La tâche première de l’Etat est d’assurer l’harmonie – et le bien commun. Une dynastie, une élite, n’accède au pouvoir que dans ce but. Tant qu’elle s’acquitte de sa mission – le Mandat céleste -, elle reste en place. Quand elle ne s’en acquitte plus, une autre dynastie apparaît. Dans cette logique, la légitimité politique se prouve par le succès et le bonheur. Inversement, l’insuccès ou le malheur indiquent que la dynastie actuelle a cessé d’être légitime, et doit s’effacer devant son héritière.

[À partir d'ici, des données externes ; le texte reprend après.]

//! Slicing, padding and rolling.

use std::ops::Range;

use crate::error::TensorError;
use crate::profiling;
use crate::scalar::Element;
use crate::strides::{cartesian_to_linear, next_index};
use crate::tensor::Tensor;

/// Extract a copy of the sub-tensor selected by one range per dimension.
///
/// # Errors
///
/// Returns error if:
/// - Number of ranges doesn't match tensor dimensions
/// - Any range is out of bounds or reversed
///
/// # Example
///
/// ```
/// use ndgrad::Tensor;
/// use ndgrad::operations::slice;
///
/// let t = Tensor::<f64>::ones(&[4, 5, 6]);
/// let s = slice(&t, &[1..3, 0..5, 2..4]).unwrap();
/// assert_eq!(s.shape(), &[2, 5, 2]);
/// ```
pub fn slice<T: Element>(x: &Tensor<T>, ranges: &[Range<usize>]) -> Result<Tensor<T>, TensorError> {
    profiling::primitive("slice");
    slice_raw(x, ranges)
}

fn slice_raw<T: Element>(x: &Tensor<T>, ranges: &[Range<usize>]) -> Result<Tensor<T>, TensorError> {
    let shape = x.shape();
    if ranges.len() != x.ndim() {
        return Err(TensorError::WrongNumberOfIndices {
            expected: x.ndim(),
            actual: ranges.len(),
        });
    }

    let mut new_shape = Vec::with_capacity(ranges.len());
    for (dim, range) in ranges.iter().enumerate() {
        if range.start > range.end || range.end > shape[dim] {
            return Err(TensorError::SliceOutOfBounds {
                start: range.start,
                end: range.end,
                dim,
                size: shape[dim],
            });
        }
        new_shape.push(range.end - range.start);
    }

    let len: usize = new_shape.iter().product();
    let mut data = Vec::with_capacity(len);
    if len > 0 {
        let mut index = vec![0; new_shape.len()];
        let mut src_index = vec![0; new_shape.len()];
        loop {
            for ((s, &i), range) in src_index.iter_mut().zip(&index).zip(ranges) {
                *s = range.start + i;
            }
            data.push(x.data()[cartesian_to_linear(&src_index, x.strides())]);
            if !next_index(&mut index, &new_shape) {
                break;
            }
        }
    }
    Ok(Tensor::from_raw(data, &new_shape))
}

/// Surround `x` with `value`: `paddings[i] = (before, after)` for axis `i`.
///
/// # Example
///
/// ```
/// use ndgrad::Tensor;
/// use ndgrad::operations::pad;
///
/// let t = Tensor::from_vec(vec![1.0, 2.0], &[2]).unwrap();
/// assert_eq!(pad(&t, &[(1, 2)], 0.0).unwrap().data(), &[0.0, 1.0, 2.0, 0.0, 0.0]);
/// ```
pub fn pad<T: Element>(
    x: &Tensor<T>,
    paddings: &[(usize, usize)],
    value: f64,
) -> Result<Tensor<T>, TensorError> {
    profiling::primitive("pad");
    if paddings.len() != x.ndim() {
        return Err(TensorError::WrongNumberOfIndices {
            expected: x.ndim(),
            actual: paddings.len(),
        });
    }
    let out_shape: Vec<usize> = x
        .shape()
        .iter()
        .zip(paddings)
        .map(|(&dim, &(before, after))| before + dim + after)
        .collect();
    let fill = vec![T::cast_from_f64(value); out_shape.iter().product()];
    let mut out = Tensor::from_raw(fill, &out_shape);
    if !x.is_empty() {
        let out_strides = out.strides().to_vec();
        let dest = out.data_mut();
        let mut index = vec![0; x.ndim()];
        let mut dest_index = vec![0; x.ndim()];
        for &v in x.data() {
            for ((d, &i), &(before, _)) in dest_index.iter_mut().zip(&index).zip(paddings) {
                *d = before + i;
            }
            dest[cartesian_to_linear(&dest_index, &out_strides)] = v;
            next_index(&mut index, x.shape());
        }
    }
    Ok(out)
}

/// Circularly shift elements: element `i` moves to `i + shift` along each axis.
///
/// With no `axes`, the tensor is rolled as if flattened and `shifts` must
/// hold a single value.
///
/// # Example
///
/// ```
/// use ndgrad::Tensor;
/// use ndgrad::operations::roll;
///
/// let t = Tensor::from_vec(vec![1.0, 2.0, 3.0, 4.0], &[4]).unwrap();
/// assert_eq!(roll(&t, &[1], &[0]).unwrap().data(), &[4.0, 1.0, 2.0, 3.0]);
/// assert_eq!(roll(&t, &[-1], &[]).unwrap().data(), &[2.0, 3.0, 4.0, 1.0]);
/// ```
pub fn roll<T: Element>(
    x: &Tensor<T>,
    shifts: &[i64],
    axes: &[usize],
) -> Result<Tensor<T>, TensorError> {
    profiling::primitive("roll");
    if axes.is_empty() {
        let &[shift] = shifts else {
            return Err(TensorError::InvalidOperation {
                message: format!(
                    "roll over a flattened tensor takes one shift, got {}",
                    shifts.len()
                ),
            });
        };
        let flat = x.reshape(&[x.len()])?;
        return roll_axes(&flat, &[shift], &[0])?.reshape(x.shape());
    }
    if shifts.len() != axes.len() {
        return Err(TensorError::InvalidOperation {
            message: format!("roll got {} shifts for {} axes", shifts.len(), axes.len()),
        });
    }
    roll_axes(x, shifts, axes)
}

fn roll_axes<T: Element>(
    x: &Tensor<T>,
    shifts: &[i64],
    axes: &[usize],
) -> Result<Tensor<T>, TensorError> {
    let mut total = vec![0i64; x.ndim()];
    for (&shift, &axis) in shifts.iter().zip(axes) {
        if axis >= x.ndim() {
            return Err(TensorError::InvalidAxis { axis, ndim: x.ndim() });
        }
        total[axis] += shift;
    }
    let mut out = x.clone();
    if x.is_empty() {
        return Ok(out);
    }
    let strides = x.strides().to_vec();
    let dest = out.data_mut();
    let mut index = vec![0; x.ndim()];
    let mut dest_index = vec![0; x.ndim()];
    for &v in x.data() {
        for (axis, d) in dest_index.iter_mut().enumerate() {
            let size = x.shape()[axis] as i64;
            *d = (index[axis] as i64 + total[axis]).rem_euclid(size) as usize;
        }
        dest[cartesian_to_linear(&dest_index, &strides)] = v;
        next_index(&mut index, x.shape());
    }
    Ok(out)
}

Mais le Ciel (la forme suprême du Tout cosmique) est pour ainsi dire économe en matière de Mandat et de dynasties : il donne le plus longtemps possible aux gouvernants la possibilité de « rectifier leurs actions » et donc de perdurer, en leur envoyant des avertissements, sous forme de présages. « A l’époque Han, l’une des missions des magistrats locaux et des ministres était de porter à la connaissance de l’empereur tous les présages et tous les événements qui sortaient de l’ordre naturel… », note le sinologue américain William Theodore de Bary. « Cette démarche était prise au sérieux, comme en attestent les nombreux édits où non seulement le souverain demande aux hauts fonctionnaires et à ses sujets de l’informer des phénomènes anormaux mais aussi les exhorte à lui dire sans détour quelles sont les erreurs qui lui valent de telles mises en garde ».

Selon les Classiques, le concept de Mandat céleste aurait été formulé vers l’an 1000 avant l’ère chrétienne, pour justifier le passage de la dynastie Shan (1600-1069) à la dynastie Zhou (1046-256). Ce qui est certain, c’est qu’il a été invoqué ensuite à chaque changement de dynastie ou de régime : par les Han quand ils se substituent la puissante mais éphémère dynastie Qin, en 206 avant l’ère chrétienne ; par les Song quand ils réunifient la Chine en 960 de notre ère ; par les conquérants mongols, quand ils règnent sur le pays en tant que dynastie Yuan de 1271 à 1368 ; par les Ming, qui chassent les Yuan ; par les Qing mandchous, enfin, de 1644 à 1912. Si un événement catastrophique ne provoque pas mécaniquement une transition d’un Mandat céleste à un autre, toutes les transitions ont été accélérées par une catastrophe : le tremblement de terre de 1335, qui détruit la capitale mongole de Khanbalik (l’actuel Pékin), conduit à l’effondrement des Yuan ; la famine de 1630, qui ravage la Chine du Nord, mène à la chute des Ming et à la conquête Qing.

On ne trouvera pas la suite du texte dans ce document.